### Directions for this task
In your answer, give each entry again exactly as it appears.

[Stored data]
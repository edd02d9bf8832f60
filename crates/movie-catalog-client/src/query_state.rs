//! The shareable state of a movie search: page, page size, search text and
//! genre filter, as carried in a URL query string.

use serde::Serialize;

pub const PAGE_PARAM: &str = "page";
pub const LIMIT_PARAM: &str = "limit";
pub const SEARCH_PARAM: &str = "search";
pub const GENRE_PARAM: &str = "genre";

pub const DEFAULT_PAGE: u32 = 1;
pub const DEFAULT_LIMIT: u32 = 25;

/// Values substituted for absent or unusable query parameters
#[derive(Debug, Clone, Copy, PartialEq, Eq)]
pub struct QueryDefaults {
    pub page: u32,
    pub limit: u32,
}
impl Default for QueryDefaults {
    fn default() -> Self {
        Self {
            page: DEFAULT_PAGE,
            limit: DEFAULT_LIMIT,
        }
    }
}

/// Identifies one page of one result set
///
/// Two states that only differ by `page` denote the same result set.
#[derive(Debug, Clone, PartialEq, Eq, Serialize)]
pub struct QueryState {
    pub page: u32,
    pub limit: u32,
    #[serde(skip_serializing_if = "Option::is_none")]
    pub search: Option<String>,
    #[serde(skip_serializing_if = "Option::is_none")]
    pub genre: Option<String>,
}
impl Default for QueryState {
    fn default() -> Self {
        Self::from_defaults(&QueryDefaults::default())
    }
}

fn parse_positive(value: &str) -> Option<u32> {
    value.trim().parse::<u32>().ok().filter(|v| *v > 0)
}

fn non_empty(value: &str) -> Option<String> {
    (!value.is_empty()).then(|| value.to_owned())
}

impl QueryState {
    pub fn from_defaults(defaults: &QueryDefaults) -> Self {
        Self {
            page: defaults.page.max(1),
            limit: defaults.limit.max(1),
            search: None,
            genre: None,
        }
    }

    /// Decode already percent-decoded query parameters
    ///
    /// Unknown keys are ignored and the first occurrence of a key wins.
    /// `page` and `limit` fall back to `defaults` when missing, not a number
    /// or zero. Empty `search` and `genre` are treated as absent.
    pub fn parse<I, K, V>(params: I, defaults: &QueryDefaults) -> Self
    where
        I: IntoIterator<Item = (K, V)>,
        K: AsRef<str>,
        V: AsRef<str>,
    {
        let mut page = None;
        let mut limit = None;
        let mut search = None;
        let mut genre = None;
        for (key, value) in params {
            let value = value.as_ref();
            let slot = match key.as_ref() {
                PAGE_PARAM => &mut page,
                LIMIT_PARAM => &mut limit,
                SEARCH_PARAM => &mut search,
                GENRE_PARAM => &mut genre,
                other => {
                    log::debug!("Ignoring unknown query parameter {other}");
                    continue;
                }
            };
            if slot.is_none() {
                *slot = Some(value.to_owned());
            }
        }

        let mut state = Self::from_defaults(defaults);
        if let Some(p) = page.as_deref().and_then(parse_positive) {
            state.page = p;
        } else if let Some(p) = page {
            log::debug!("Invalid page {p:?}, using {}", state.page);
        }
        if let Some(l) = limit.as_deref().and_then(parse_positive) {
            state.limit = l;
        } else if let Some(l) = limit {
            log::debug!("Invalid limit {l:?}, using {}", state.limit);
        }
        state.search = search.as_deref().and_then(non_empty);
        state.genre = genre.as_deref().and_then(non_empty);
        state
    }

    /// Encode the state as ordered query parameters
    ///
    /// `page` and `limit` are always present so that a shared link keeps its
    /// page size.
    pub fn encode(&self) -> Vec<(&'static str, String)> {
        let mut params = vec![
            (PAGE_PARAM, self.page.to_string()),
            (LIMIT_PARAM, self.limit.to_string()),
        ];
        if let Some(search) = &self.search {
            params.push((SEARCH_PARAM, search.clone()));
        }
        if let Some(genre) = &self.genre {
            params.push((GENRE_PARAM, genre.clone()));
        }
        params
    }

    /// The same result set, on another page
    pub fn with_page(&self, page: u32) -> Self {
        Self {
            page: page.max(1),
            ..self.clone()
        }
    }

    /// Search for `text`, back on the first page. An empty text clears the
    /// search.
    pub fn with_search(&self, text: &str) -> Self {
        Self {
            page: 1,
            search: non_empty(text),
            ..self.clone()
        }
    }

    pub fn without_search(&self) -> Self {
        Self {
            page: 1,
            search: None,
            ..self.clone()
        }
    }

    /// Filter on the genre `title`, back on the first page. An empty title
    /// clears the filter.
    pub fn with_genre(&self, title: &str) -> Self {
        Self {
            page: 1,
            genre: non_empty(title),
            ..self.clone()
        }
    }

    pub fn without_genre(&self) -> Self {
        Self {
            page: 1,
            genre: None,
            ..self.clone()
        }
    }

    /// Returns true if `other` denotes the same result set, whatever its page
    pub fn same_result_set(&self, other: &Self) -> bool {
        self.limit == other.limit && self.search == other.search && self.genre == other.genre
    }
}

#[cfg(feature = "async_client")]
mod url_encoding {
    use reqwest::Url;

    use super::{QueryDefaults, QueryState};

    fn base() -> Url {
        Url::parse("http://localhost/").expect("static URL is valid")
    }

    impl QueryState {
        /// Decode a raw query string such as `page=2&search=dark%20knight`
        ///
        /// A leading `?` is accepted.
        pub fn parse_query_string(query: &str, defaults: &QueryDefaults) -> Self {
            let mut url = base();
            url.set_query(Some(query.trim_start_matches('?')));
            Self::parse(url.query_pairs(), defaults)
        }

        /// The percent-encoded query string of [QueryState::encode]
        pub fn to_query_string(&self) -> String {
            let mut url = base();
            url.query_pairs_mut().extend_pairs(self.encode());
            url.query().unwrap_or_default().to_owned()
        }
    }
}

### Your solution
repository edd02d9bf8832f60
filename crates/movie-catalog-client/src/query_state.rs
//! The shareable state of a movie search: page, page size, search text and
//! genre filter, as carried in a URL query string.

use serde::Serialize;

pub const PAGE_PARAM: &str = "page";
pub const LIMIT_PARAM: &str = "limit";
pub const SEARCH_PARAM: &str = "search";
pub const GENRE_PARAM: &str = "genre";

pub const DEFAULT_PAGE: u32 = 1;
pub const DEFAULT_LIMIT: u32 = 25;

/// Values substituted for absent or unusable query parameters
#[derive(Debug, Clone, Copy, PartialEq, Eq)]
pub struct QueryDefaults {
    pub page: u32,
    pub limit: u32,
}
impl Default for QueryDefaults {
    fn default() -> Self {
        Self {
            page: DEFAULT_PAGE,
            limit: DEFAULT_LIMIT,
        }
    }
}

/// Identifies one page of one result set
///
/// Two states that only differ by `page` denote the same result set.
#[derive(Debug, Clone, PartialEq, Eq, Serialize)]
pub struct QueryState {
    pub page: u32,
    pub limit: u32,
    #[serde(skip_serializing_if = "Option::is_none")]
    pub search: Option<String>,
    #[serde(skip_serializing_if = "Option::is_none")]
    pub genre: Option<String>,
}
impl Default for QueryState {
    fn default() -> Self {
        Self::from_defaults(&QueryDefaults::default())
    }
}

fn parse_positive(value: &str) -> Option<u32> {
    value.trim().parse::<u32>().ok().filter(|v| *v > 0)
}

fn non_empty(value: &str) -> Option<String> {
    (!value.is_empty()).then(|| value.to_owned())
}

impl QueryState {
    pub fn from_defaults(defaults: &QueryDefaults) -> Self {
        Self {
            page: defaults.page.max(1),
            limit: defaults.limit.max(1),
            search: None,
            genre: None,
        }
    }

    /// Decode already percent-decoded query parameters
    ///
    /// Unknown keys are ignored and the first occurrence of a key wins.
    /// `page` and `limit` fall back to `defaults` when missing, not a number
    /// or zero. Empty `search` and `genre` are treated as absent.
    pub fn parse<I, K, V>(params: I, defaults: &QueryDefaults) -> Self
    where
        I: IntoIterator<Item = (K, V)>,
        K: AsRef<str>,
        V: AsRef<str>,
    {
        let mut page = None;
        let mut limit = None;
        let mut search = None;
        let mut genre = None;
        for (key, value) in params {
            let value = value.as_ref();
            let slot = match key.as_ref() {
                PAGE_PARAM => &mut page,
                LIMIT_PARAM => &mut limit,
                SEARCH_PARAM => &mut search,
                GENRE_PARAM => &mut genre,
                other => {
                    log::debug!("Ignoring unknown query parameter {other}");
                    continue;
                }
            };
            if slot.is_none() {
                *slot = Some(value.to_owned());
            }
        }

        let mut state = Self::from_defaults(defaults);
        if let Some(p) = page.as_deref().and_then(parse_positive) {
            state.page = p;
        } else if let Some(p) = page {
            log::debug!("Invalid page {p:?}, using {}", state.page);
        }
        if let Some(l) = limit.as_deref().and_then(parse_positive) {
            state.limit = l;
        } else if let Some(l) = limit {
            log::debug!("Invalid limit {l:?}, using {}", state.limit);
        }
        state.search = search.as_deref().and_then(non_empty);
        state.genre = genre.as_deref().and_then(non_empty);
        state
    }

    /// Encode the state as ordered query parameters
    ///
    /// `page` and `limit` are always present so that a shared link keeps its
    /// page size.
    pub fn encode(&self) -> Vec<(&'static str, String)> {
        let mut params = vec![
            (PAGE_PARAM, self.page.to_string()),
            (LIMIT_PARAM, self.limit.to_string()),
        ];
        if let Some(search) = &self.search {
            params.push((SEARCH_PARAM, search.clone()));
        }
        if let Some(genre) = &self.genre {
            params.push((GENRE_PARAM, genre.clone()));
        }
        params
    }

    /// The same result set, on another page
    pub fn with_page(&self, page: u32) -> Self {
        Self {
            page: page.max(1),
            ..self.clone()
        }
    }

    /// Search for `text`, back on the first page. An empty text clears the
    /// search.
    pub fn with_search(&self, text: &str) -> Self {
        Self {
            page: 1,
            search: non_empty(text),
            ..self.clone()
        }
    }

    pub fn without_search(&self) -> Self {
        Self {
            page: 1,
            search: None,
            ..self.clone()
        }
    }

    /// Filter on the genre `title`, back on the first page. An empty title
    /// clears the filter.
    pub fn with_genre(&self, title: &str) -> Self {
        Self {
            page: 1,
            genre: non_empty(title),
            ..self.clone()
        }
    }

    pub fn without_genre(&self) -> Self {
        Self {
            page: 1,
            genre: None,
            ..self.clone()
        }
    }

    /// Returns true if `other` denotes the same result set, whatever its page
    pub fn same_result_set(&self, other: &Self) -> bool {
        self.limit == other.limit && self.search == other.search && self.genre == other.genre
    }
}

#[cfg(feature = "async_client")]
mod url_encoding {
    use reqwest::Url;

    use super::{QueryDefaults, QueryState};

    fn base() -> Url {
        Url::parse("http://localhost/").expect("static URL is valid")
    }

    impl QueryState {
        /// Decode a raw query string such as `page=2&search=dark%20knight`
        ///
        /// A leading `?` is accepted.
        pub fn parse_query_string(query: &str, defaults: &QueryDefaults) -> Self {
            let mut url = base();
            url.set_query(Some(query.trim_start_matches('?')));
            Self::parse(url.query_pairs(), defaults)
        }

        /// The percent-encoded query string of [QueryState::encode]
        pub fn to_query_string(&self) -> String {
            let mut url = base();
            url.query_pairs_mut().extend_pairs(self.encode());
            url.query().unwrap_or_default().to_owned()
        }
    }
}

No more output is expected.